Tout en relevant les éléments de fait relatifs à la présence du père du quatrième enfant (le fait que celui-ci soit « à l’aise » chez la demanderesse au point d’être en tongs et d’y avoir des vêtements de rechange ainsi que du tabac, un contexte de relation amoureuse, le fait qu’il justifie sa présence sur les lieux par la circonstance qu’il serait venu jeter un coup d’œil à la chaudière), la cour conclut qu’elle manque d’éléments démontrant qu’il y aurait vie sous le même toit. Au contraire, ce monsieur apporte de nombreux éléments démontrant qu’il a un logement propre, qu’il y paie ses charges et que, par ailleurs, il a sa vie à Liège et non dans la commune où l’intéressée est domiciliée.

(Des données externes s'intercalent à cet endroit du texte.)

//! Importer integration tests: subnet CSV inventory and BIND AXFR dumps.

use tempfile::TempDir;

use udb::config::Config;
use udb::import;
use udb::model::{DnsZone, Entity, Kind, Subnet, Vrf};
use udb::net::Cidr;
use udb::store::Filter;
use udb::App;

const SUBNET_CSV: &str = "\
IPv6,IPv4,VRF,L3VNI,L2VNI,VLAN,TLD,Name,Description
2a07:6b40::/32 ,,infra,,,,,Infra,
2a07:6b40:0::/48,,client,14,,,bfh.info,all-anycast-infra,All: anycast Infrastructure
2a07:6b40:0::/48,,infra,10,,,bfh.info,all-anycast-infra,All: anycast Infrastructure
";

const ZONE_DUMP: &str = "\
;; AXFR for bfh.ch.
bfh.ch.             \t600\tIN\tSOA\tddns.bfh.info. bfh-linux-sysadmin.lists.bfh.science. 33317735 600 60 36000 3600
bfh.ch.             \t600\tIN\tA\t147.87.0.240
bfh.ch.             \t600\tIN\tNS\tnode1.ns.bfh.info.
";

fn test_app() -> (TempDir, App) {
    let temp_dir = TempDir::new().unwrap();
    let mut config = Config::default();
    config.db_uri = temp_dir.path().join("test.db").to_string_lossy().into_owned();
    let app = App::bootstrap(config).unwrap();
    (temp_dir, app)
}

#[test]
fn test_import_subnet_csv() {
    let (_guard, app) = test_app();
    let stats = import::import_file(&app, None, "subnet", SUBNET_CSV).unwrap();

    assert_eq!(stats.subnets, 3);
    assert_eq!(stats.vrfs, 2);
    assert_eq!(stats.zones, 1);
    assert_eq!(app.store.count(Kind::Subnet, &Filter::default()).unwrap(), 3);
    assert_eq!(app.store.count(Kind::Vrf, &Filter::default()).unwrap(), 2);

    // Leading/trailing whitespace in the range column is tolerated.
    let infra = app.store.find_vrf_by_name("infra").unwrap().unwrap();
    let filter = Filter {
        cidr: Some(Cidr::parse_normalized("2a07:6b40::/32").unwrap()),
        ..Filter::default()
    };
    let subnets = app
        .store
        .query(Kind::Subnet, &filter, Default::default())
        .unwrap();
    assert_eq!(subnets.len(), 3);
    assert!(subnets.iter().any(|s| match s {
        Entity::Subnet(s) => s.vrf_id == infra.meta.id.unwrap() && s.name == "Infra",
        _ => false,
    }));

    // The imported zone is linked to both /48 subnets.
    let zone = app.store.find_zone_by_name("bfh.info").unwrap().unwrap();
    assert_eq!(zone.subnet_ids.len(), 2);
}

#[test]
fn test_import_subnet_csv_is_idempotent_for_vrfs() {
    let (_guard, app) = test_app();
    app.create(None, Entity::Vrf(Vrf::new("infra"))).unwrap();
    let stats = import::import_subnet_csv(&app, None, SUBNET_CSV).unwrap();

    // The existing VRF is reused, only `client` is new.
    assert_eq!(stats.vrfs, 1);
    assert_eq!(app.store.count(Kind::Vrf, &Filter::default()).unwrap(), 2);
}

#[test]
fn test_import_subnet_csv_rejects_garbage() {
    let (_guard, app) = test_app();
    let bad = "IPv6,IPv4,VRF,L3VNI,L2VNI,VLAN,TLD,Name,Description\nnot-a-network,,infra,,,,,x,\n";
    assert!(import::import_subnet_csv(&app, None, bad).is_err());
    // Nothing is half-imported; VRF creation happens per name, so the failed
    // row may leave its VRF behind, but never a subnet.
    assert_eq!(app.store.count(Kind::Subnet, &Filter::default()).unwrap(), 0);

    assert!(import::import_subnet_csv(&app, None, "Name,Description\nx,y\n").is_err());
    assert!(import::import_file(&app, None, "nonsense", "x").is_err());
}

#[test]
fn test_import_zone_records() {
    let (_guard, app) = test_app();
    // The records need their zone and a covering allowed subnet.
    let vrf_id = app.create(None, Entity::Vrf(Vrf::new("default"))).unwrap();
    let subnet_id = app
        .create(
            None,
            Entity::Subnet(Subnet::new(
                "DMZ",
                vrf_id,
                vec![Cidr::parse_normalized("147.87.0.0/24").unwrap()],
            )),
        )
        .unwrap();
    let mut zone = DnsZone::new("bfh.ch");
    zone.subnet_ids = vec![subnet_id];
    app.create(None, Entity::DnsZone(zone)).unwrap();

    let stats = import::import_file(&app, None, "dnsrecord", ZONE_DUMP).unwrap();
    assert_eq!(stats.records, 3);
    assert_eq!(stats.skipped, 0);
    assert_eq!(
        app.store.count(Kind::DnsRecord, &Filter::default()).unwrap(),
        3
    );

    // The A record created its aggregate IP row.
    let ip = app
        .store
        .find_ip(&"147.87.0.240".parse().unwrap())
        .unwrap();
    assert!(ip.is_some());
}

#[test]
fn test_import_zone_records_without_zone_fails() {
    let (_guard, app) = test_app();
    // No bfh.ch zone exists: the enforced zone rule aborts the import.
    assert!(import::import_zone_records(&app, None, ZONE_DUMP).is_err());
    assert_eq!(
        app.store.count(Kind::DnsRecord, &Filter::default()).unwrap(),
        0
    );
}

Dans la mesure où la cohabitation putative était le seul motif du refus du revenu d’intégration, la cour rappelle encore que, statuant sur la base d’une apparence de droit aux fins d’aménager une situation d’attente qui permette aux parties et au juge du fond d’approfondir la question de la cohabitation, il y a lieu de condamner le C.P.A.S. à verser le revenu d’intégration avec effet rétroactif, et ce dans l’attente de la décision qui interviendra dans le cadre de la procédure au fond, décision rendue par le tribunal ou la cour. Elle souligne encore que cette solution doit permettre de préserver la dignité humaine de la mère.

Intérêt de la décision

Cet arrêt de la Cour du travail de Liège, rendu dans le cadre des référés, vient apporter un correctif à l’effet négatif du temps (nécessaire) de l’instruction de la procédure judiciaire au fond. En l’espèce, quoique faisant l’objet d’une instruction planifiée, dans le cadre d’une mise en état, le jugement, qui interviendra plusieurs mois plus tard, n’est pas de nature à permettre à l’intéressée de mener une vie conforme à la dignité humaine vu la suppression de toute ressource. Pour arriver à la conclusion que la cour est autorisée, dans le cadre de l‘examen de l’apparence de droit, à retenir l’absence de cohabitation, celle-ci se fonde sur les éléments du dossier lui soumis, étant d’une part une situation très détaillée exposée par la partie demanderesse quant à ses revenus ainsi que ses charges et, d’autre part, le caractère trop sommaire du rapport d’enquête sociale. La cour rappelle également que, sur la question de la cohabitation, des indices de liens affectifs ou la présence au domicile du demandeur du revenu d’intégration d’une relation même très proche ne suffisent pas, le C.P.A.S. devant établir en premier lieu la vie sous le même toit (et ensuite la mise en commun des principales charges ménagères).